I've worked in many companies/teams that gave lip service to the truth and open/honest discussions, but it usually only took a few times ignoring these principles to kill any trust in the idea. Rebuilding that trust takes time and usually starts small -- it requires demonstrations that persons with power in the company will do their best to protect against repercussions for objective, good faith open reporting (the truth). This will take awhile from my experience, and in many cases there is a need to define 'good faith' a bit more, else truth sessions typically end up as emotionally charged finger pointing sessions.
It's possible to do all of this, and not even hard, it just means that those who are asked to lead will need likely need to deal with some emotionally charged arguments for a time if/when someone uses the same policy for emotional venting. Nothing wrong with a bit of venting, leaders should be able to handle this gracefully also, but my experience is a lot of leaders are not trained or prepared on how to handle such situations, and the tendency is to rely on the authority of their title rather than address the concerns directly.

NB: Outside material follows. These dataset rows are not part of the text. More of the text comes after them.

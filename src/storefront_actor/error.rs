//! Error types for the storefront page.

use crate::catalog::MenuItemId;
use crate::framework::FrameworkError;
use thiserror::Error;

/// Errors a page interaction can fail with.
///
/// A submission with empty fields is *not* one of these: it is an ordinary
/// outcome carrying an error notification.
#[derive(Debug, Clone, Error, PartialEq)]
pub enum StorefrontError {
    /// The id does not name a catalog item.
    #[error("Menu item not found: {0}")]
    UnknownMenuItem(MenuItemId),

    /// Add-ons and sizes can only change while an item is selected.
    #[error("No menu item selected")]
    NoItemSelected,

    /// A size was chosen for a fixed-price item.
    #[error("Menu item {0} has no size options")]
    SizeNotOffered(MenuItemId),

    /// The page session does not exist (never opened, or already closed).
    #[error("Page not found: {0}")]
    PageNotFound(String),

    /// The loop answered an event with an outcome of a different kind.
    #[error("Unexpected outcome: {0}")]
    UnexpectedOutcome(String),

    /// An error occurred while communicating with the page loop.
    #[error("Actor communication error: {0}")]
    ActorCommunicationError(String),
}

impl From<String> for StorefrontError {
    fn from(msg: String) -> Self {
        StorefrontError::ActorCommunicationError(msg)
    }
}

impl From<FrameworkError> for StorefrontError {
    fn from(e: FrameworkError) -> Self {
        match e {
            FrameworkError::SessionNotFound(id) => StorefrontError::PageNotFound(id),
            FrameworkError::Entity(inner) => match inner.downcast::<StorefrontError>() {
                Ok(err) => *err,
                Err(other) => StorefrontError::ActorCommunicationError(other.to_string()),
            },
            other => StorefrontError::ActorCommunicationError(other.to_string()),
        }
    }
}
//! # Storefront Actor
//!
//! The page state machine running inside a [`SessionActor`].
//!
//! ## Structure
//!
//! - [`entity`] - [`SessionEntity`](crate::framework::SessionEntity) implementation for [`StorefrontPage`]
//! - [`events`] - [`PageEvent`] and [`PageOutcome`], one variant per page interaction
//! - [`error`] - [`StorefrontError`]
//! - [`new()`] - creates the loop and its [`StorefrontClient`]
//!
//! ## Usage
//!
//! ```rust
//! use lavash_storefront::catalog::{Catalog, MenuItemId};
//! use lavash_storefront::model::PageOpen;
//! use lavash_storefront::storefront_actor;
//! use std::sync::Arc;
//!
//! #[tokio::main]
//! async fn main() -> Result<(), Box<dyn std::error::Error>> {
//!     let (actor, client) = storefront_actor::new(32);
//!     tokio::spawn(actor.run(Arc::new(Catalog::shawarma())));
//!
//!     let page = client.open_page(PageOpen::default()).await?;
//!     client.select_item(page, MenuItemId(1)).await?;
//!     assert_eq!(client.quote(page).await?.total, 350);
//!     Ok(())
//! }
//! ```
//!
//! The catalog is the loop's context: it is bound once at `run()` and shared by
//! every page.

pub mod entity;
pub mod error;
pub mod events;

pub use error::*;
pub use events::*;

use crate::clients::StorefrontClient;
use crate::framework::SessionActor;
use crate::model::StorefrontPage;

/// Creates a new storefront loop and its client.
pub fn new(mailbox_capacity: usize) -> (SessionActor<StorefrontPage>, StorefrontClient) {
    let (actor, generic_client) = SessionActor::new(mailbox_capacity);
    (actor, StorefrontClient::new(generic_client))
}
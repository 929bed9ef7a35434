//! Plain data: the page session, what the shopper selected, what they typed,
//! and the order that comes out of a successful submission.

pub mod order;
pub mod order_form;
pub mod page;
pub mod selection;

pub use order::*;
pub use order_form::*;
pub use page::*;
pub use selection::*;
//! An accepted order, as it would be handed to the ordering backend.
//!
//! Nothing stores or transmits it yet: a successful submission logs it and
//! returns it to the caller.

use crate::catalog::{Catalog, MenuItemId, Size};
use crate::model::{OrderForm, Selection};
use crate::pricing::{self, PriceBreakdown};
use serde::{Deserialize, Serialize};

#[derive(Debug, Clone, PartialEq, Eq, Serialize, Deserialize)]
pub struct OrderRequest {
    pub item: MenuItemId,
    pub item_name: String,
    pub size: Option<Size>,
    /// Names of the chosen add-ons that exist in the catalog.
    pub addons: Vec<String>,
    pub price: PriceBreakdown,
    pub contact: OrderForm,
}

impl OrderRequest {
    /// Builds the request from a selection and a completed form.
    ///
    /// Returns `None` if the selected item is not in the catalog.
    pub fn new(catalog: &Catalog, selection: &Selection, contact: OrderForm) -> Option<Self> {
        let item = catalog.item(selection.item)?;
        let addons = selection
            .addons
            .iter()
            .filter_map(|id| catalog.addon(*id))
            .map(|addon| addon.name.clone())
            .collect();

        Some(Self {
            item: item.id,
            item_name: item.name.clone(),
            size: selection.size,
            addons,
            price: pricing::price_breakdown(catalog, Some(selection)),
            contact,
        })
    }

    pub fn total(&self) -> u32 {
        self.price.total
    }
}
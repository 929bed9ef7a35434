use crate::catalog::{AddonId, MenuItem, MenuItemId, Size};
use serde::{Deserialize, Serialize};
use std::collections::BTreeSet;

/// The shopper's in-progress choice: one item, its size and a set of add-ons.
///
/// `size` is present exactly when the item has per-size pricing. Add-ons are a
/// set, so a toggle can never produce duplicates and iteration order is stable.
#[derive(Debug, Clone, PartialEq, Eq, Serialize, Deserialize)]
pub struct Selection {
    pub item: MenuItemId,
    pub size: Option<Size>,
    pub addons: BTreeSet<AddonId>,
}

impl Selection {
    /// Fresh selection for an item: default size when sizes apply, no add-ons.
    pub fn for_item(item: &MenuItem) -> Self {
        Self {
            item: item.id,
            size: item.price.is_sized().then(Size::default),
            addons: BTreeSet::new(),
        }
    }

    /// Adds the add-on if absent, removes it if present.
    ///
    /// Returns whether the add-on is selected afterwards.
    pub fn toggle_addon(&mut self, addon: AddonId) -> bool {
        if self.addons.remove(&addon) {
            false
        } else {
            self.addons.insert(addon);
            true
        }
    }

    pub fn has_addon(&self, addon: AddonId) -> bool {
        self.addons.contains(&addon)
    }
}
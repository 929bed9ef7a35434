use crate::catalog::Catalog;
use crate::clients::StorefrontClient;
use crate::config::StorefrontConfig;
use std::sync::Arc;
use tracing::{error, info};

/// Starts, wires and stops the storefront.
///
/// `StorefrontSystem` is responsible for:
/// - **Catalog**: building the configured catalog once and sharing it read-only
/// - **Lifecycle**: spawning the page loop with the catalog as its context
/// - **Shutdown**: closing the loop and waiting for it to drain
///
/// # Example
///
/// ```ignore
/// let system = StorefrontSystem::new(StorefrontConfig::default());
/// let page = system.storefront_client.open_page(PageOpen::default()).await?;
/// system.storefront_client.select_item(page, MenuItemId(1)).await?;
/// system.shutdown().await?;
/// ```
pub struct StorefrontSystem {
    /// Client for interacting with page sessions.
    pub storefront_client: StorefrontClient,

    catalog: Arc<Catalog>,

    /// Page loop task, awaited on shutdown.
    handle: tokio::task::JoinHandle<()>,
}

impl StorefrontSystem {
    /// Builds the catalog and spawns the page loop. Must be called inside a
    /// Tokio runtime.
    pub fn new(config: StorefrontConfig) -> Self {
        let catalog = Arc::new(Catalog::for_variant(config.catalog));
        info!(
            catalog = ?config.catalog,
            items = catalog.items.len(),
            addons = catalog.addons.len(),
            "Starting storefront"
        );

        let (page_actor, storefront_client) = crate::storefront_actor::new(config.mailbox_capacity);
        let handle = tokio::spawn(page_actor.run(catalog.clone()));

        Self {
            storefront_client,
            catalog,
            handle,
        }
    }

    /// The catalog every page prices against.
    pub fn catalog(&self) -> &Catalog {
        &self.catalog
    }

    /// Gracefully shuts down the storefront.
    ///
    /// Dropping the client closes the loop's mailbox; the loop finishes the
    /// requests already queued and exits. Clones of the client handed out
    /// earlier keep the loop alive until they are dropped too.
    pub async fn shutdown(self) -> Result<(), String> {
        info!("Shutting down storefront...");
        drop(self.storefront_client);

        if let Err(e) = self.handle.await {
            error!("Page loop failed: {:?}", e);
            return Err(format!("Page loop failed: {:?}", e));
        }

        info!("Storefront shutdown complete.");
        Ok(())
    }
}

Basically, there isn't much to it, it's just a rather awkward path that is best started in smaller groups, establish clear and unambiguous boundaries [0] for such a culture, and provide new reasons for people to trust in _this_ system which has likely failed them historically.
0 - I wouldn't read too much into what the boundaries should be, it's something that is dependent on the people you work with. For a team I was asked to lead, it was set early on that openness and objective discussion were essential -- if a project or situation turned sour, it was established that the important thing was to know and understand why it happened, not to punish, and that meant giving freedom to the team to make mistakes and that while we would review and correct mistakes, the team would also be protected from those "out for blood" over the mistake. It was probably 2 years of ugly arguments with other teams who wanted a scapegoat, but the end result was the team I was asked to lead grew very fast professionally and we got very good at self-correcting and owning mistakes when they happened. Boundaries for the team were that "sometimes" there are going to issues we must handle with a few "we really must avoid messing up here" clauses included -- being extremely judicious with the use of such clauses and ensuring they were truly the exception and not the standard helped retain the sense of importance for such clauses while maintaining the team's freedom to handle projects in the "best" way.